** Work instructions **
Among the lines below, a stretch begins at the one with "Nothing to submit." and ends at the one with "Fingerprint observed now.". Repeat that stretch exactly, ends included.

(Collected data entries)
- - - - - - -

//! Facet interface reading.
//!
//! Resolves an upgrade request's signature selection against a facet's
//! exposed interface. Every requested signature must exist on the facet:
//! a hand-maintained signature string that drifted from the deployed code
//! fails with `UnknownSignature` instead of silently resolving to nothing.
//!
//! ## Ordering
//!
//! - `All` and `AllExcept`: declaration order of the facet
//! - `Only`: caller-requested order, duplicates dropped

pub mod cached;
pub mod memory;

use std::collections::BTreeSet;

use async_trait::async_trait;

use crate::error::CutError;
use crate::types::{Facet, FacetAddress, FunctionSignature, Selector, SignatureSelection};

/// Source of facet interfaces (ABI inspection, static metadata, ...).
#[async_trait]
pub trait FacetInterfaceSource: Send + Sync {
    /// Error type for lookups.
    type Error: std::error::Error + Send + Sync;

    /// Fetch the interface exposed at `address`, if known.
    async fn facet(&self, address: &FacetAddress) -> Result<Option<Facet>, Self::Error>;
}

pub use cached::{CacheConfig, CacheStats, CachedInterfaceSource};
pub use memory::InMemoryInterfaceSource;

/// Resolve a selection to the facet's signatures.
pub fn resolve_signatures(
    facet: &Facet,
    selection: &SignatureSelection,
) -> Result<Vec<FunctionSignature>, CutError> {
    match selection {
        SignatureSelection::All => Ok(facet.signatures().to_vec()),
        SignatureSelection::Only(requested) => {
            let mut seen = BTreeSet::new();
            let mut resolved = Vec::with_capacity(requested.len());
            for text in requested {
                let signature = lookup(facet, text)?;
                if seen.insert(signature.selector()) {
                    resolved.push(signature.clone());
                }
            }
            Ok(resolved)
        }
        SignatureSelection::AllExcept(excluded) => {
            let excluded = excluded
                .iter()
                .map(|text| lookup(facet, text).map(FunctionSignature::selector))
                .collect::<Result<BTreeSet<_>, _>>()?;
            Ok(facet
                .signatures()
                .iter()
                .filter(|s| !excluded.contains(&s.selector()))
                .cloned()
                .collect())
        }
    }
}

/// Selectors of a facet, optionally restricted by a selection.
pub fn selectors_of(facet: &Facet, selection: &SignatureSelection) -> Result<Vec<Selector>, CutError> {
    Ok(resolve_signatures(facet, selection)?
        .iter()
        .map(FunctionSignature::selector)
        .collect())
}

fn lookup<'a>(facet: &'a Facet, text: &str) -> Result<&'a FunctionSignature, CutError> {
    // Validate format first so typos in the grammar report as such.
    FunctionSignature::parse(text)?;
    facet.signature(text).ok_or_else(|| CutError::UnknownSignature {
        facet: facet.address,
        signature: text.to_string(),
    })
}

- - - - - - -

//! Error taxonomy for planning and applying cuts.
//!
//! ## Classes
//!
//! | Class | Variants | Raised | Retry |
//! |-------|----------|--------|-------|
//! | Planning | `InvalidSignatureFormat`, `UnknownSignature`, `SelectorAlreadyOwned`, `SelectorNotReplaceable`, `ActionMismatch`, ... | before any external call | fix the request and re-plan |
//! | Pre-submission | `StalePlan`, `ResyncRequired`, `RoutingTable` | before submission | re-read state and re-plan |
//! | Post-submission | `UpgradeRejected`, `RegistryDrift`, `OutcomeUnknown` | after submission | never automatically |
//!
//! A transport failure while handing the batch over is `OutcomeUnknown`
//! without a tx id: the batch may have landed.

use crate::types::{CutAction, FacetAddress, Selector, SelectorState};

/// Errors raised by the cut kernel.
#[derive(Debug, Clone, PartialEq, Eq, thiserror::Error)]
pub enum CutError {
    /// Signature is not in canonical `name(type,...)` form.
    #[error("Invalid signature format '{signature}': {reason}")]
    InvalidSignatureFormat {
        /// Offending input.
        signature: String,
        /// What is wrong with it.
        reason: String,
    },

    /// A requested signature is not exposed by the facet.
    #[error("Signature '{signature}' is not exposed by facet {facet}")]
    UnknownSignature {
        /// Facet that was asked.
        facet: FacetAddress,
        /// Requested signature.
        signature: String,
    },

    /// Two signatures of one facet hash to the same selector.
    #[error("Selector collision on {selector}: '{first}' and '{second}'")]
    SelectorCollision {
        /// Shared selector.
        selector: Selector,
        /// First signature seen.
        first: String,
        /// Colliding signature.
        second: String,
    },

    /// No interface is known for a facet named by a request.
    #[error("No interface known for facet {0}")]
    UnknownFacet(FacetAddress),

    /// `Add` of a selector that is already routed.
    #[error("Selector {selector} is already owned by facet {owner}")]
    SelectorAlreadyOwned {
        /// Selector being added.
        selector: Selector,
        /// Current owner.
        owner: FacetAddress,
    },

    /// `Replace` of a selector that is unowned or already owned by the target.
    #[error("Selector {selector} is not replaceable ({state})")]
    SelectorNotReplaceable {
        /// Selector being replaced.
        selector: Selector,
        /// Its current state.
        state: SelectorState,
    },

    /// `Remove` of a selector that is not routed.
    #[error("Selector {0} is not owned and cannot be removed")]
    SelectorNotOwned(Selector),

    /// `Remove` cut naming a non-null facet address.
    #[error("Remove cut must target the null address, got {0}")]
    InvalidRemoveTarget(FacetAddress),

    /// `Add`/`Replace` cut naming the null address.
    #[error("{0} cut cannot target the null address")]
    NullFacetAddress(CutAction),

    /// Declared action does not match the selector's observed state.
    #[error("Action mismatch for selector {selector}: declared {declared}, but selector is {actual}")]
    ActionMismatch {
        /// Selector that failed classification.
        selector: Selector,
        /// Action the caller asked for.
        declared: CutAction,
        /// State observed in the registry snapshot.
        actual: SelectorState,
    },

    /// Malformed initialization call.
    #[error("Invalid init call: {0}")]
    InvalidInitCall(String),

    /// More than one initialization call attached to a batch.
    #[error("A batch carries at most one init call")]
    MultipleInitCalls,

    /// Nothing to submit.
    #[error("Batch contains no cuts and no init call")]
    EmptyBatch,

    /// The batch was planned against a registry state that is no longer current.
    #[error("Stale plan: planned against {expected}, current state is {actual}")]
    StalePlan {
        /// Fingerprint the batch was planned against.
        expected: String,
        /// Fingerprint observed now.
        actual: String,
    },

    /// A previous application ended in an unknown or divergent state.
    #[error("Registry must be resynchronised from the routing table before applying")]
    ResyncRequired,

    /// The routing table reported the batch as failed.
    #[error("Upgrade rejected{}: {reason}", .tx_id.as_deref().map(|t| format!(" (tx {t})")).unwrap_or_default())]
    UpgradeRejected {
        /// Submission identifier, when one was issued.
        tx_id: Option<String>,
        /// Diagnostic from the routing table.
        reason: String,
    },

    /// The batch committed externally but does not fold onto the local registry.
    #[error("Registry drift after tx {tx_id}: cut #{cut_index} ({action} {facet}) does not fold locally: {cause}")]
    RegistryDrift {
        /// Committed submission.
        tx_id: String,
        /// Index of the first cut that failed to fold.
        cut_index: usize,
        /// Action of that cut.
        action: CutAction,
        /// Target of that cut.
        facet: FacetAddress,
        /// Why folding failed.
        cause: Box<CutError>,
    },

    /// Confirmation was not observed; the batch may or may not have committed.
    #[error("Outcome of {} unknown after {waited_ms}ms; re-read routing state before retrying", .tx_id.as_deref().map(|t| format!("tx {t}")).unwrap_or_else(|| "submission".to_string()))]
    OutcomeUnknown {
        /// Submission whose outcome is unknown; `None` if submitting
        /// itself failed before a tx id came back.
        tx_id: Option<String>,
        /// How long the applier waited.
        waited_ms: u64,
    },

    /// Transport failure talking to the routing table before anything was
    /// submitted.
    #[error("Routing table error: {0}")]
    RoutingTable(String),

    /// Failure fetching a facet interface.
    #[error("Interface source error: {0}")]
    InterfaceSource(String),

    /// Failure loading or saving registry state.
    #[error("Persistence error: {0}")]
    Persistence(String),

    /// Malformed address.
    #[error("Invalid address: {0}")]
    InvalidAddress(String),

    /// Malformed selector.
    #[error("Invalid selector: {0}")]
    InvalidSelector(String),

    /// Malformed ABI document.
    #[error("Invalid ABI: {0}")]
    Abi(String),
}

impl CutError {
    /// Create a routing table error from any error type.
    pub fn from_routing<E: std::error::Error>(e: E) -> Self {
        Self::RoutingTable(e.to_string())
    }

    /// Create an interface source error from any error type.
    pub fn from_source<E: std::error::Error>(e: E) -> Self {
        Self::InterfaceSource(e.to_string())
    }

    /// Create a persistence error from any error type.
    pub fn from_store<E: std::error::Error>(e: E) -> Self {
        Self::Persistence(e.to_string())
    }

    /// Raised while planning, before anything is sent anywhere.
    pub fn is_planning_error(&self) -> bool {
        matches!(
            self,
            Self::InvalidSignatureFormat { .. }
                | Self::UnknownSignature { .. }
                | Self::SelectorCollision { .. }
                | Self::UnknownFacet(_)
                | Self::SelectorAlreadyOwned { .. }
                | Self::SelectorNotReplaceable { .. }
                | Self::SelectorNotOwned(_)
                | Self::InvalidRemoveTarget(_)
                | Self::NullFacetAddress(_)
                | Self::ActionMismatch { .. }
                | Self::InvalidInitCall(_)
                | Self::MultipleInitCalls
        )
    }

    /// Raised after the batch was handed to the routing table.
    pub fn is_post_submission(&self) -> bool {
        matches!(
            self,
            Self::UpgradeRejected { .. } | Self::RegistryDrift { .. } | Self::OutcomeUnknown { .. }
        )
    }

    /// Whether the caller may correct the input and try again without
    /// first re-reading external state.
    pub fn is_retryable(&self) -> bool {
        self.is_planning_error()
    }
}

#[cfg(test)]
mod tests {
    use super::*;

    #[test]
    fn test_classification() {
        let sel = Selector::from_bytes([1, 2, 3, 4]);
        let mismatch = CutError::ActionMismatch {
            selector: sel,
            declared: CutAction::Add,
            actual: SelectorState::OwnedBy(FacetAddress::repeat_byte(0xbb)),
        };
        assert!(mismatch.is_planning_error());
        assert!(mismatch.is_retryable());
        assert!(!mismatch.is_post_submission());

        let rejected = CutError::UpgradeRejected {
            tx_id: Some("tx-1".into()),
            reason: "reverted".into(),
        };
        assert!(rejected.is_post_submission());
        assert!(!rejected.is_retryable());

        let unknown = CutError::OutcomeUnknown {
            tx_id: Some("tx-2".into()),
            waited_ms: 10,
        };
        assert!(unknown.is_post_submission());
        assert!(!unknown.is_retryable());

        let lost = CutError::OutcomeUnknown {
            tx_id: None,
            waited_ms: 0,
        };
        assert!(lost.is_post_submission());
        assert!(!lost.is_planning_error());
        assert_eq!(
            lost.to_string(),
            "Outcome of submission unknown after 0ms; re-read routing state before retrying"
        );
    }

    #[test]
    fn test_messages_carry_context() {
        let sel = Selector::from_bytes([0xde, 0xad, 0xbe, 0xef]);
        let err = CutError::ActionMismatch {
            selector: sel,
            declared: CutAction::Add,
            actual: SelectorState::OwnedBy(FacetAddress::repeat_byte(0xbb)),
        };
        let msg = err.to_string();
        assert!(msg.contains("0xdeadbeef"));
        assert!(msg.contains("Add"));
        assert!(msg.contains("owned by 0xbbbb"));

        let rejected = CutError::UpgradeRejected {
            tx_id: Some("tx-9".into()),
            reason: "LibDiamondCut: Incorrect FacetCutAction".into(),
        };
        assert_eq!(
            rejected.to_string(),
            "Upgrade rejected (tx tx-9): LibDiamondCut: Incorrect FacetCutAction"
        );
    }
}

- - - - - - -

** Task answer **
    /// Nothing to submit.
    #[error("Batch contains no cuts and no init call")]
    EmptyBatch,

    /// The batch was planned against a registry state that is no longer current.
    #[error("Stale plan: planned against {expected}, current state is {actual}")]
    StalePlan {
        /// Fingerprint the batch was planned against.
        expected: String,
        /// Fingerprint observed now.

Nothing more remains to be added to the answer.